Luke 8:19-22
The Family Is Important
I can see something of this in my mind. Mary comes with her four
youngest sons, James, Joses, Juda, and Simon. We don’t know why they
came. Joseph was probably deceased by this time. Jesus is the oldest.
Perhaps it was family business or perhaps it was a pleasure call.
Regardless, the crowds were so great that they couldn’t get to Jesus
so they used the human telegraph method to convey a message to Jesus
that they were there. When Jesus received the message, you might
think He would stop what He was doing and receive them; but instead,
He lifted His arms and with an encompassing motion declared, "My
mother and brethren are all of these who hear and do the Word of
God!"
Now, I always miss things. My first impression was that Jesus
devalued His earthly family. (Many unrelated people have tried to get
me or members of my family to call them by a family name i.e. Pawpaw,
Maw maw, Uncle, Aunt.) I never have because I don’t want to devalue
those who are blood related to me. I have never wanted to do that.
But the Lord has showed me two things:
1. Jesus never devalues anyone. He always exalts. Jesus was not
devaluating his mother and family. He was exalting the
believers to the position of family!
2. And God showed me that this was not a lesson about Jesus’
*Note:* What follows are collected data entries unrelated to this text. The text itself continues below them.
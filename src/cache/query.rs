//! Query - cache-first resource loading with manual retry.

use std::fmt;

use super::{CacheEntry, CacheError, ResourceCache};
use crate::remote::{Remote, RemoteError, RemoteRequest};
use crate::resource::{Resource, ResourceKey, Versioned};

/// Result of loading a resource for display.
#[derive(Debug, Clone, PartialEq)]
pub enum FetchState<R> {
    /// Another load for this key is in flight.
    Loading,
    Ready(Versioned<R>),
    /// Section-level error; shown with a retry action.
    Failed(FetchError),
}

impl<R> FetchState<R> {
    pub fn ready(&self) -> Option<&R> {
        match self {
            FetchState::Ready(v) => Some(&v.data),
            _ => None,
        }
    }

    pub fn is_failed(&self) -> bool {
        matches!(self, FetchState::Failed(_))
    }
}

/// Initial resource load failed.
#[derive(Debug, Clone, PartialEq, Eq)]
pub enum FetchError {
    Remote { key: ResourceKey, source: RemoteError },
    Decode { key: ResourceKey, message: String },
    /// A previous failure recorded in the cache; call `retry` to fetch again.
    Cached { key: ResourceKey, message: String },
    Cache(CacheError),
}

impl FetchError {
    pub fn message(&self) -> String {
        match self {
            FetchError::Remote { source, .. } => source.message.clone(),
            FetchError::Decode { message, .. } | FetchError::Cached { message, .. } => {
                message.clone()
            }
            FetchError::Cache(err) => err.to_string(),
        }
    }
}

impl fmt::Display for FetchError {
    fn fmt(&self, f: &mut fmt::Formatter<'_>) -> fmt::Result {
        match self {
            FetchError::Remote { key, source } => write!(f, "fetching {} failed: {}", key, source),
            FetchError::Decode { key, message } => {
                write!(f, "decoding {} failed: {}", key, message)
            }
            FetchError::Cached { key, message } => {
                write!(f, "fetching {} failed earlier: {}", key, message)
            }
            FetchError::Cache(err) => write!(f, "{}", err),
        }
    }
}

impl std::error::Error for FetchError {}

impl From<CacheError> for FetchError {
    fn from(err: CacheError) -> Self {
        FetchError::Cache(err)
    }
}

/// Loads resources through the cache, fetching from the remote on a miss.
pub struct Query<'a, C, X> {
    cache: &'a C,
    remote: &'a X,
}

impl<'a, C: ResourceCache, X: Remote> Query<'a, C, X> {
    pub fn new(cache: &'a C, remote: &'a X) -> Self {
        Self { cache, remote }
    }

    /// Serve a fresh snapshot from the cache, or fetch when the entry is
    /// missing or stale. A recorded failure is returned as-is; it is never
    /// retried automatically.
    pub async fn load<R: Resource>(&self, id: &str) -> FetchState<R> {
        let key = R::key_for(id);
        match self.cache.get::<R>(id) {
            Ok(CacheEntry::Fresh(snapshot)) => FetchState::Ready(snapshot),
            Ok(CacheEntry::Pending) => FetchState::Loading,
            Ok(CacheEntry::Failed(message)) => {
                FetchState::Failed(FetchError::Cached { key, message })
            }
            Ok(CacheEntry::Stale(_)) | Ok(CacheEntry::Missing) => self.fetch::<R>(id).await,
            Err(err) => FetchState::Failed(err.into()),
        }
    }

    /// Fetch again after a failure. Manual: triggered by the user.
    pub async fn retry<R: Resource>(&self, id: &str) -> FetchState<R> {
        log::info!("retrying fetch of {}", R::key_for(id));
        self.fetch::<R>(id).await
    }

    async fn fetch<R: Resource>(&self, id: &str) -> FetchState<R> {
        match self.try_fetch::<R>(id).await {
            Ok(snapshot) => FetchState::Ready(snapshot),
            Err(err) => {
                let key = R::key_for(id);
                if let Err(cache_err) = self.cache.fail_fetch(&key, &err.message()) {
                    log::warn!("could not record fetch failure for {}: {}", key, cache_err);
                }
                FetchState::Failed(err)
            }
        }
    }

    async fn try_fetch<R: Resource>(&self, id: &str) -> Result<Versioned<R>, FetchError> {
        let key = R::key_for(id);
        self.cache.begin_fetch(&key)?;
        log::debug!("fetching {}", key);

        let body = self
            .remote
            .call(&RemoteRequest::get(R::endpoint(id)))
            .await
            .map_err(|source| FetchError::Remote {
                key: key.clone(),
                source,
            })?;
        let resource: R = serde_json::from_value(body).map_err(|e| FetchError::Decode {
            key: key.clone(),
            message: e.to_string(),
        })?;

        Ok(self.cache.put(&resource)?)
    }
}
earthly family but His spiritual family. I was one of those
Jesus exalted. I was the stranger to God’s family-not part
of the family. I was not the one seeking an audience, I was
the one who had the audience. While I do not and would not
want another to feel devalued for me, I am blessed and
rejoicing that Jesus was extending that privilege to me.
But this lead me to ask another question. One not really found in the
text. What is God’s purpose in the family?
1. We know God created many ways for a species or kind to receive
a. Some species lay eggs or deposit their offspring then
depart, never even looking back.
b. Other spend some time with their, hatching or nurturing
them for a short time and then departing life.
2. But God put human parents with their offspring for years and
bond is intended to last a life time.
a. Not only so, but the bond is strong, extremely strong and
very emotional.
b. I know some would disagree but I believe God intended the
love between parents and children to be stronger than the
love of any other living being.
3. Why?
a. I believe God has given us an earthly family to help us
understand heavenly truths.
b. Have you ever noticed how many spiritual truths are taught
with the concept of the family?
(1) What do we often call the Person of the Trinity Who
abides in the heavens? Our heavenly FATHER.
(2) When Jesus wanted to teach about salvation, He used
an earthly picture of being born but He called it,
being born again.
(3) New Christians are called BABES that need to GROW
in grace.
(4) What does Jesus call the church while we await our
permanent union with Him? The BRIDE of Christ.
c. All of these concepts would be beyond our understanding
if it were not for terms that originated in the home.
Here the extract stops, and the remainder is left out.